Chinese Verbal Intervention In The Market Fails As Stock Rout Accelerates

This morning, when we reported that the latest flood of margin calls, resulting from $600 billion in shares pledged as collateral for loans and representing a whopping 11% of China’s market cap, sent the Shanghai Composite tumbling 3% to the lowest level since November 2014, we noted that local government efforts to shore up confidence in smaller companies had, quite obviously, failed to boost sentiment… or stem the selling.

So, as many expected, just before Beijing announced the latest batch of stagflationary economic data including retail sales, industrial production and fixed asset investment, of which the most important was Q3 GDP which printed at 6.5%, the lowest level since Q1 2009, and missing consensus expectations even as inflation has continued to creep higher…

… the central bank delivered another round of massive verbal intervention, telling investors stocks are undervalued, the economy is sound, the central bank will use prudent, neutral monetary policy and keep reasonable, stable liquidity.
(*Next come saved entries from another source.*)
//! Watched entries and the inline entry-specification parser.

use crate::error::{Result, SyncError};
use serde::Deserialize;
use std::collections::HashSet;
use std::path::PathBuf;

/// Separator between entries in an inline specification.
pub const ENTRY_DELIMITER: char = '#';

/// Separator between the fields of a single entry.
pub const FIELD_DELIMITER: char = '*';

/// One remote configuration entry paired with the local file it is written to.
///
/// Field names on the wire follow the structured-file format
/// (`dataId`, `group`, `file`).
#[derive(Debug, Clone, PartialEq, Eq, Hash, Deserialize)]
pub struct WatchedEntry {
    /// Key of the entry in the remote service.
    #[serde(rename = "dataId", alias = "dataid", alias = "data_id")]
    pub remote_id: String,
    /// Group the key lives in.
    pub group: String,
    /// Destination file on the local host.
    #[serde(rename = "file", alias = "path")]
    pub local_path: PathBuf,
}

impl WatchedEntry {
    /// Create a new entry.
    pub fn new(
        remote_id: impl Into<String>,
        group: impl Into<String>,
        local_path: impl Into<PathBuf>,
    ) -> Self {
        Self {
            remote_id: remote_id.into(),
            group: group.into(),
            local_path: local_path.into(),
        }
    }

    /// Whether this entry has the given identity.
    pub fn matches(&self, remote_id: &str, group: &str) -> bool {
        self.remote_id == remote_id && self.group == group
    }
}

/// Ordered, immutable set of watched entries.
///
/// Built once before any remote interaction. Every entry has non-empty fields
/// and `(remote_id, group)` is unique within the set.
#[derive(Debug, Clone, PartialEq, Eq)]
pub struct WatchedEntrySet {
    entries: Vec<WatchedEntry>,
}

impl WatchedEntrySet {
    /// Parse an inline specification of the form
    /// `dataId*group*file#dataId*group*file`.
    ///
    /// # Errors
    ///
    /// Returns `SyncError::ParseError` for an empty specification, an entry
    /// without exactly three fields, an empty field, or a duplicated
    /// `(dataId, group)` pair.
    ///
    /// # Examples
    ///
    /// ```rust
    /// use proxy_config_sync::core::WatchedEntrySet;
    ///
    /// let set = WatchedEntrySet::parse("app*DEFAULT*/etc/nginx/conf.d/app.conf").unwrap();
    /// assert_eq!(set.len(), 1);
    /// ```
    pub fn parse(raw: &str) -> Result<Self> {
        if raw.trim().is_empty() {
            return Err(SyncError::ParseError(
                "entry specification is empty".to_string(),
            ));
        }

        let entries = raw
            .split(ENTRY_DELIMITER)
            .enumerate()
            .map(|(index, chunk)| parse_entry(index, chunk))
            .collect::<Result<Vec<_>>>()?;

        Self::from_entries(entries)
    }

    /// Build a set from already-structured entries, applying the same rules as
    /// [`WatchedEntrySet::parse`].
    pub fn from_entries(entries: Vec<WatchedEntry>) -> Result<Self> {
        if entries.is_empty() {
            return Err(SyncError::ParseError(
                "at least one watched entry is required".to_string(),
            ));
        }

        let mut seen = HashSet::with_capacity(entries.len());
        for (index, entry) in entries.iter().enumerate() {
            if entry.remote_id.is_empty()
                || entry.group.is_empty()
                || entry.local_path.as_os_str().is_empty()
            {
                return Err(SyncError::ParseError(format!(
                    "entry {} has an empty field",
                    index + 1
                )));
            }
            if !seen.insert((entry.remote_id.as_str(), entry.group.as_str())) {
                return Err(SyncError::ParseError(format!(
                    "entry {} duplicates '{}' in group '{}'",
                    index + 1,
                    entry.remote_id,
                    entry.group
                )));
            }
        }

        Ok(Self { entries })
    }

    /// Number of entries.
    pub fn len(&self) -> usize {
        self.entries.len()
    }

    /// Always false for a constructed set; provided for API symmetry.
    pub fn is_empty(&self) -> bool {
        self.entries.is_empty()
    }

    /// Iterate entries in input order.
    pub fn iter(&self) -> std::slice::Iter<'_, WatchedEntry> {
        self.entries.iter()
    }

    /// Borrow the entries as a slice.
    pub fn as_slice(&self) -> &[WatchedEntry] {
        &self.entries
    }
}

impl<'a> IntoIterator for &'a WatchedEntrySet {
    type Item = &'a WatchedEntry;
    type IntoIter = std::slice::Iter<'a, WatchedEntry>;

    fn into_iter(self) -> Self::IntoIter {
        self.entries.iter()
    }
}

fn parse_entry(index: usize, chunk: &str) -> Result<WatchedEntry> {
    let fields: Vec<&str> = chunk.split(FIELD_DELIMITER).collect();
    if fields.len() != 3 {
        return Err(SyncError::ParseError(format!(
            "entry {} ('{}') must have 3 fields separated by '{}', found {}",
            index + 1,
            chunk,
            FIELD_DELIMITER,
            fields.len()
        )));
    }

    let (remote_id, group, path) = (fields[0].trim(), fields[1].trim(), fields[2].trim());
    Ok(WatchedEntry::new(remote_id, group, path))
}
Additionally, according to a Q&A statement with Governor Yi Gang posted on the PBOC website:

  • the PBOC will use monetary policy tools including MLF lending to support banks’ credit expansion
  • the PBOC to push forward bond financing by private cos.
  • the PBOC says recent stock market turmoil was caused by investors’ sentiment
  • the PBOC is studying measures to ease cos.’s financing difficulties
  • the PBOC to push forward bond financing by non-state firms; calls for private equity funds to support cos. with financing difficulties

In other words, the central bank’s “got this.”

And just to make sure the “all clear” message is heard loud and clear, also this morning the China Securities Regulatory Commission (CSRC) encouraged various funds backed by local government to help ease pressure on listed companies from share-pledge risks, in other words, the regulator itself told funds to stop the margin calls which – as discussed earlier – are now spiraling out of control as lower prices force more liquidations, resulting in even lower prices, and so on.

Additionally, CSRC Chairman Liu Shiyu said that moral hazard in China is alive and well, and urged local governments to help listed companies that have development potential, but face operational difficulties because of share pledge

The CSRC will also explore measures to help private firms, especially non-state-owned listed companies, to issue bonds; provide support to small- and mid-sized companies to issue high yield bonds and the regulator will also enhance a mechanism for share buybacks. Finally, the regulator would continue support for reforms and opening up, as well as encourage foreign asset management companies to set up offices in China (although if the market keeps crashing, who will bother?).

Still, despite the pep talk by both the regulator and the central bank, just minutes later the hard data came in and with GDP missing again, investors were disappointed; The economic slowdown also means that despite the “nudging” by the regulator, funds will be even more aggressive in demanding collateral, leading to even more margin calls after the Shanghai Composite and other key indexes broke decisively below the September lows. Meanwhile, instead of just talking the talk, China’s authorities will need to walk the walk by announcing further concrete stimulus measures, otherwise as Bloomberg notes, “all they have done is talk the market up to provide investors with more attractive exit levels.”

So what happened next? Well, as shown in the chart below, the Shanghai Composite attempted to stage a modest breakout after opening sharply lower, but that bounce fizzled quickly and after bouncing in the aftermath of the PBOC and CSRC jawboning, stocks resumed their slide when the GDP print hit, and were trading down 0.8% at last check, well below the key 2,500 support level, wiping out 4 years of gains.

What’s next?

Unless Beijing’s “National Team” steps in next with some truly aggressive buying in the open market, most likely in the last hour of trading – which however will only provide even more selling opportunities to big holders – today’s global rout may accelerate tomorrow now that China is on the verge of losing control of both its economy and its stock market.